-- Goal of the exercise --
Whenever a line carries the word "against", pull it out of the entries.

__________________________________________________

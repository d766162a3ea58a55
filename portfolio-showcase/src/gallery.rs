//! Gallery population.
//!
//! A single order-preserving pass classifies each record, renders its card
//! into the matching region, and registers it for scroll reveal. A post-pass
//! fills any region that received nothing with its fixed empty-state
//! message. Fetch failures render a fixed inline notice into both regions
//! instead of leaving them in a loading state.

use crate::cards;
use crate::fragment::Element;
use crate::repos::{classify, DisplayGroup, RepoRecord};
use crate::surface::{Region, RenderSurface};
use crate::ui::RevealObserver;
use tracing::{debug, info};

/// Empty-state message for the web region.
pub const WEB_EMPTY_MESSAGE: &str = "No dedicated Web repositories found publicly.";

/// Empty-state message for the mobile region.
pub const MOBILE_EMPTY_MESSAGE: &str = "No dedicated Flutter repositories found publicly.";

/// Inline notice rendered into both regions when the listing call fails.
pub const LOAD_ERROR_MESSAGE: &str = "Unable to load projects.";

/// Records partitioned by display group, input order preserved within each.
#[derive(Debug, Clone, Default)]
pub struct Classified {
    pub web: Vec<RepoRecord>,
    pub mobile: Vec<RepoRecord>,
}

impl Classified {
    /// Returns the records of one group.
    pub fn group(&self, group: DisplayGroup) -> &[RepoRecord] {
        match group {
            DisplayGroup::Web => &self.web,
            DisplayGroup::Mobile => &self.mobile,
        }
    }

    /// Returns true when neither group received a record.
    #[must_use]
    pub fn is_empty(&self) -> bool {
        self.web.is_empty() && self.mobile.is_empty()
    }
}

/// Returns the element id of a card, used for scroll-reveal registration.
#[must_use]
pub fn card_element_id(region: Region, position: usize) -> String {
    format!("project-card-{}-{}", region.as_str(), position)
}

/// Renders all records into their regions.
///
/// Returns the partitioned records so callers can resolve a card press back
/// to its record when opening the detail view.
pub fn populate(
    records: &[RepoRecord],
    surface: &mut dyn RenderSurface,
    reveal: &mut RevealObserver,
) -> Classified {
    let mut classified = Classified::default();
    surface.replace_region(Region::Web, String::new());
    surface.replace_region(Region::Mobile, String::new());

    for (position, record) in records.iter().enumerate() {
        let card = cards::summary_card(record, position);
        let (region, bucket) = match classify(record) {
            DisplayGroup::Web => (Region::Web, &mut classified.web),
            DisplayGroup::Mobile => (Region::Mobile, &mut classified.mobile),
        };

        surface.append_to_region(region, card.to_html());
        reveal.observe(card_element_id(region, bucket.len()));
        bucket.push(record.clone());
        debug!(name = %record.name, group = region.as_str(), "Rendered project card");
    }

    if classified.mobile.is_empty() {
        surface.replace_region(Region::Mobile, empty_state(MOBILE_EMPTY_MESSAGE).to_html());
    }
    if classified.web.is_empty() {
        surface.replace_region(Region::Web, empty_state(WEB_EMPTY_MESSAGE).to_html());
    }

    info!(
        web = classified.web.len(),
        mobile = classified.mobile.len(),
        "Galleries populated"
    );
    classified
}

/// Renders the fixed fetch-error notice into both regions.
pub fn render_load_error(surface: &mut dyn RenderSurface) {
    let notice = error_notice().to_html();
    surface.replace_region(Region::Web, notice.clone());
    surface.replace_region(Region::Mobile, notice);
}

fn empty_state(message: &str) -> Element {
    Element::new("p").class("gallery-empty").text(message)
}

fn error_notice() -> Element {
    Element::new("div")
        .class("gallery-error")
        .child(Element::new("i").class("fas").class("fa-exclamation-triangle"))
        .text(format!(" {LOAD_ERROR_MESSAGE}"))
}
//! Page event dispatch.
//!
//! Handlers are registered against an abstract event stream rather than a
//! live document: every interaction arrives as an [`Event`], and [`App`]
//! routes it to the owning state holder. Tests drive the same handlers with
//! synthetic events.

mod menu;
mod modal;
mod reveal;

pub use menu::MenuState;
pub use modal::ModalState;
pub use reveal::RevealObserver;

use crate::gallery::{self, Classified};
use crate::relay::{ContactMessage, RelayClient, RelayError};
use crate::repos::{self, DisplayGroup, RepoRecord};
use crate::surface::{Notice, RenderSurface};
use crate::theme::{PreferenceStore, Theme, ThemeController};
use octocrab::Octocrab;
use tracing::{error, info, warn};

/// A discrete user or page event.
#[derive(Debug, Clone)]
pub enum Event {
    /// The theme toggle was pressed.
    ThemeTogglePressed,
    /// The hamburger control was pressed.
    MenuTogglePressed,
    /// A navigation link was followed; the menu panel closes.
    NavLinkFollowed,
    /// A summary card was pressed.
    CardPressed {
        group: DisplayGroup,
        position: usize,
    },
    /// The overlay's close control was pressed.
    ModalClosePressed,
    /// The dimmed backdrop outside the detail view was pressed.
    BackdropPressed,
    /// An observed element scrolled into view.
    ElementEnteredViewport { element_id: String },
    /// The contact form was submitted.
    ContactSubmitted(ContactMessage),
}

/// The page's injectable state holder.
///
/// Owns the applied theme, menu and modal state, the reveal registry, the
/// classified records, and the optional contact relay, all acting on one
/// render surface.
pub struct App<S: RenderSurface> {
    surface: S,
    theme: ThemeController,
    menu: MenuState,
    modal: ModalState,
    reveal: RevealObserver,
    classified: Classified,
    relay: Option<RelayClient>,
}

impl<S: RenderSurface> App<S> {
    /// Creates the app and applies the persisted theme, as on page load.
    pub fn new(surface: S, store: Box<dyn PreferenceStore>, relay: Option<RelayClient>) -> Self {
        let mut app = Self {
            surface,
            theme: ThemeController::new(store),
            menu: MenuState::new(),
            modal: ModalState::new(),
            reveal: RevealObserver::new(),
            classified: Classified::default(),
            relay,
        };
        app.theme.init(&mut app.surface);
        app
    }

    /// Returns the render surface for inspection.
    pub fn surface(&self) -> &S {
        &self.surface
    }

    /// Returns the currently applied theme.
    pub fn applied_theme(&self) -> Theme {
        self.theme.applied()
    }

    /// Returns whether a detail view is open.
    pub fn modal_open(&self) -> bool {
        self.modal.is_open()
    }

    /// Registers a static page element for scroll reveal.
    pub fn observe(&mut self, element_id: impl Into<String>) {
        self.reveal.observe(element_id);
    }

    /// Fetches the galleries once, rendering cards on success and the fixed
    /// inline notice into both regions on failure. Theme and menu handling
    /// stay responsive either way.
    pub async fn load_projects(&mut self, octocrab: &Octocrab, handle: &str) {
        match repos::fetch_repositories(octocrab, handle).await {
            Ok(records) => self.load_records(&records),
            Err(e) => {
                error!(error = %e, "Unable to load projects");
                gallery::render_load_error(&mut self.surface);
            }
        }
    }

    /// Renders galleries from records already in hand.
    pub fn load_records(&mut self, records: &[RepoRecord]) {
        self.classified = gallery::populate(records, &mut self.surface, &mut self.reveal);
    }

    /// Routes one event to its handler.
    pub async fn handle_event(&mut self, event: Event) {
        match event {
            Event::ThemeTogglePressed => {
                self.theme.toggle(&mut self.surface);
            }
            Event::MenuTogglePressed => self.menu.toggle(&mut self.surface),
            Event::NavLinkFollowed => self.menu.close(&mut self.surface),
            Event::CardPressed { group, position } => self.open_detail(group, position),
            Event::ModalClosePressed | Event::BackdropPressed => {
                self.modal.close(&mut self.surface);
            }
            Event::ElementEnteredViewport { element_id } => {
                self.reveal.intersect(&element_id, &mut self.surface);
            }
            Event::ContactSubmitted(message) => self.submit_contact(message).await,
        }
    }

    fn open_detail(&mut self, group: DisplayGroup, position: usize) {
        let Some(record) = self.classified.group(group).get(position).cloned() else {
            warn!(group = group.as_str(), position, "Card press for unknown record");
            return;
        };
        self.modal.open(&record, &mut self.surface);
    }

    async fn submit_contact(&mut self, message: ContactMessage) {
        let outcome = match &self.relay {
            Some(relay) => relay.send(&message).await,
            None => Err(RelayError::NotConfigured),
        };
        self.apply_relay_outcome(outcome);
    }

    /// Applies a relay outcome to the surface: a confirmation notice and a
    /// cleared form on success, a failure notice otherwise. The form keeps
    /// its contents on failure so nothing reads as a false success.
    pub fn apply_relay_outcome(&mut self, outcome: Result<(), RelayError>) {
        match outcome {
            Ok(()) => {
                info!("Contact message relayed");
                self.surface.show_notice(Notice::MessageSent);
                self.surface.clear_contact_form();
            }
            Err(e) => {
                error!(error = %e, "Failed to relay contact message");
                self.surface.show_notice(Notice::MessageFailed);
            }
        }
    }
}

#[cfg(test)]
mod tests {
    use super::*;
    use crate::surface::{BufferSurface, Icon, Region};
    use crate::theme::MemoryPreferences;

    fn record(name: &str, language: Option<&str>) -> RepoRecord {
        RepoRecord {
            name: name.to_string(),
            description: None,
            language: language.map(String::from),
            topics: Vec::new(),
            stargazers_count: 0,
            forks_count: 0,
            homepage: None,
            html_url: format!("https://github.com/example/{name}"),
            created_at: None,
            updated_at: None,
        }
    }

    fn app() -> App<BufferSurface> {
        App::new(BufferSurface::new(), Box::new(MemoryPreferences::new()), None)
    }

    #[test]
    fn new_applies_default_theme() {
        let app = app();

        assert_eq!(app.applied_theme(), Theme::Dark);
        assert_eq!(app.surface().theme, Some(Theme::Dark));
        assert_eq!(app.surface().theme_icon, Some(Icon::Sun));
    }

    #[tokio::test]
    async fn theme_toggle_event_flips_theme() {
        let mut app = app();

        app.handle_event(Event::ThemeTogglePressed).await;

        assert_eq!(app.applied_theme(), Theme::Light);
        assert_eq!(app.surface().theme_icon, Some(Icon::Moon));
    }

    #[tokio::test]
    async fn menu_events_toggle_and_close() {
        let mut app = app();

        app.handle_event(Event::MenuTogglePressed).await;
        assert!(app.surface().menu_open);

        app.handle_event(Event::NavLinkFollowed).await;
        assert!(!app.surface().menu_open);
        assert_eq!(app.surface().menu_icon, Some(Icon::Bars));
    }

    #[tokio::test]
    async fn card_press_opens_detail_and_backdrop_closes_it() {
        let mut app = app();
        app.load_records(&[
            record("portfolio-site", Some("TypeScript")),
            record("flutter-app", Some("Dart")),
        ]);

        app.handle_event(Event::CardPressed {
            group: DisplayGroup::Mobile,
            position: 0,
        })
        .await;

        assert!(app.modal_open());
        assert!(app.surface().scroll_locked);
        assert!(app.surface().modal.as_deref().unwrap().contains("flutter app"));

        app.handle_event(Event::BackdropPressed).await;

        assert!(!app.modal_open());
        assert!(!app.surface().scroll_locked);
    }

    #[tokio::test]
    async fn card_press_out_of_range_is_ignored() {
        let mut app = app();
        app.load_records(&[record("portfolio-site", None)]);

        app.handle_event(Event::CardPressed {
            group: DisplayGroup::Web,
            position: 7,
        })
        .await;

        assert!(!app.modal_open());
    }

    #[tokio::test]
    async fn viewport_event_reveals_registered_cards() {
        let mut app = app();
        app.load_records(&[record("portfolio-site", None)]);
        let element_id = gallery::card_element_id(Region::Web, 0);

        app.handle_event(Event::ElementEnteredViewport {
            element_id: element_id.clone(),
        })
        .await;

        assert!(app.surface().revealed.contains(&element_id));
    }

    #[tokio::test]
    async fn static_page_elements_reveal_after_registration() {
        let mut app = app();
        app.observe("about-section");

        app.handle_event(Event::ElementEnteredViewport {
            element_id: "about-section".to_string(),
        })
        .await;
        app.handle_event(Event::ElementEnteredViewport {
            element_id: "never-registered".to_string(),
        })
        .await;

        assert!(app.surface().revealed.contains("about-section"));
        assert!(!app.surface().revealed.contains("never-registered"));
    }

    #[tokio::test]
    async fn contact_submit_without_relay_reports_failure() {
        let mut app = app();

        app.handle_event(Event::ContactSubmitted(ContactMessage {
            from_name: "Ada".to_string(),
            from_email: "ada@example.com".to_string(),
            message: "Hello".to_string(),
        }))
        .await;

        assert_eq!(app.surface().notices, vec![Notice::MessageFailed]);
        assert!(!app.surface().contact_cleared);
    }

    #[test]
    fn relay_success_shows_confirmation_and_clears_form() {
        let mut app = app();

        app.apply_relay_outcome(Ok(()));

        assert_eq!(app.surface().notices, vec![Notice::MessageSent]);
        assert!(app.surface().contact_cleared);
    }

    #[test]
    fn relay_failure_keeps_form_contents() {
        let mut app = app();

        app.apply_relay_outcome(Err(RelayError::NotConfigured));

        assert_eq!(app.surface().notices, vec![Notice::MessageFailed]);
        assert!(!app.surface().contact_cleared);
    }
}
//! Repository listing and display-group classification.
//!
//! One call against the GitHub user-repos endpoint per page load, sorted by
//! recency and capped at [`PAGE_SIZE`]. Each record is then classified into
//! one of the two gallery groups by a pure, per-record rule.

use chrono::{DateTime, Utc};
use octocrab::Octocrab;
use serde::{Deserialize, Serialize};
use thiserror::Error;
use tracing::{debug, info};

/// Fixed page size for the listing call.
pub const PAGE_SIZE: u8 = 12;

/// Primary language marking a repository as a mobile project.
pub const MOBILE_LANGUAGE: &str = "Dart";

/// Topic and name keywords marking a repository as a mobile project.
const MOBILE_KEYWORDS: [&str; 2] = ["flutter", "dart"];

/// Errors from the listing call.
#[derive(Debug, Error)]
pub enum FetchError {
    /// The handle does not exist on GitHub.
    #[error("no GitHub user found for handle '{handle}'")]
    UserNotFound { handle: String },

    /// Any other API or transport failure.
    #[error("GitHub API error: {0}")]
    GitHub(#[from] octocrab::Error),
}

/// One repository entry from the listing endpoint.
///
/// Immutable once received; optional fields deserialize to `None`/empty
/// rather than failing the whole listing.
#[derive(Debug, Clone, Deserialize)]
pub struct RepoRecord {
    /// Repository name.
    pub name: String,

    /// Short description, when the owner wrote one.
    #[serde(default)]
    pub description: Option<String>,

    /// Primary language tag.
    #[serde(default)]
    pub language: Option<String>,

    /// Topic tags.
    #[serde(default)]
    pub topics: Vec<String>,

    /// Star count.
    pub stargazers_count: u64,

    /// Fork count.
    pub forks_count: u64,

    /// Deployed-site URL, when configured. May be an empty string.
    #[serde(default)]
    pub homepage: Option<String>,

    /// Canonical GitHub URL.
    pub html_url: String,

    /// Creation timestamp.
    #[serde(default)]
    pub created_at: Option<DateTime<Utc>>,

    /// Last-update timestamp.
    #[serde(default)]
    pub updated_at: Option<DateTime<Utc>>,
}

impl RepoRecord {
    /// Returns the homepage URL, treating an empty string as absent.
    pub fn homepage_url(&self) -> Option<&str> {
        self.homepage.as_deref().filter(|url| !url.is_empty())
    }

    /// Returns the description, treating an empty string as absent.
    pub fn description_text(&self) -> Option<&str> {
        self.description.as_deref().filter(|text| !text.is_empty())
    }
}

/// The gallery bucket a record renders into.
#[derive(Debug, Clone, Copy, PartialEq, Eq)]
pub enum DisplayGroup {
    Web,
    Mobile,
}

impl DisplayGroup {
    /// Returns the group as a short identifier.
    #[must_use]
    pub fn as_str(&self) -> &'static str {
        match self {
            Self::Web => "web",
            Self::Mobile => "mobile",
        }
    }
}

#[derive(Serialize)]
struct ListParams {
    sort: &'static str,
    per_page: u8,
}

/// Fetches the most recently updated public repositories for a handle.
///
/// Issues `GET /users/{handle}/repos?sort=updated&per_page=12` once; there
/// is no retry or timeout beyond the client's own.
///
/// # Errors
///
/// Returns [`FetchError::UserNotFound`] for an unknown handle and
/// [`FetchError::GitHub`] for any other non-success status or transport
/// failure.
pub async fn fetch_repositories(
    octocrab: &Octocrab,
    handle: &str,
) -> Result<Vec<RepoRecord>, FetchError> {
    info!(handle, per_page = PAGE_SIZE, "Fetching repositories");

    let route = format!("/users/{handle}/repos");
    let params = ListParams {
        sort: "updated",
        per_page: PAGE_SIZE,
    };

    let records: Vec<RepoRecord> = octocrab
        .get(&route, Some(&params))
        .await
        .map_err(|e| map_fetch_error(e, handle))?;

    debug!(count = records.len(), "Listing call succeeded");
    Ok(records)
}

fn map_fetch_error(error: octocrab::Error, handle: &str) -> FetchError {
    match &error {
        octocrab::Error::GitHub { source, .. } if source.status_code.as_u16() == 404 => {
            FetchError::UserNotFound {
                handle: handle.to_string(),
            }
        }
        _ => FetchError::GitHub(error),
    }
}

/// Classifies a record into its display group.
///
/// A record is mobile iff its language is Dart, its topics contain
/// "flutter" or "dart", or its lowercased name contains either keyword as a
/// substring. Pure in (language, topics, name); sibling records and
/// ordering play no part.
#[must_use]
pub fn classify(record: &RepoRecord) -> DisplayGroup {
    if record.language.as_deref() == Some(MOBILE_LANGUAGE) {
        return DisplayGroup::Mobile;
    }

    if record
        .topics
        .iter()
        .any(|topic| MOBILE_KEYWORDS.contains(&topic.as_str()))
    {
        return DisplayGroup::Mobile;
    }

    let name = record.name.to_lowercase();
    if MOBILE_KEYWORDS.iter().any(|keyword| name.contains(keyword)) {
        return DisplayGroup::Mobile;
    }

    DisplayGroup::Web
}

__________________________________________________

-- Output below --
//! Handlers are registered against an abstract event stream rather than a
//! One call against the GitHub user-repos endpoint per page load, sorted by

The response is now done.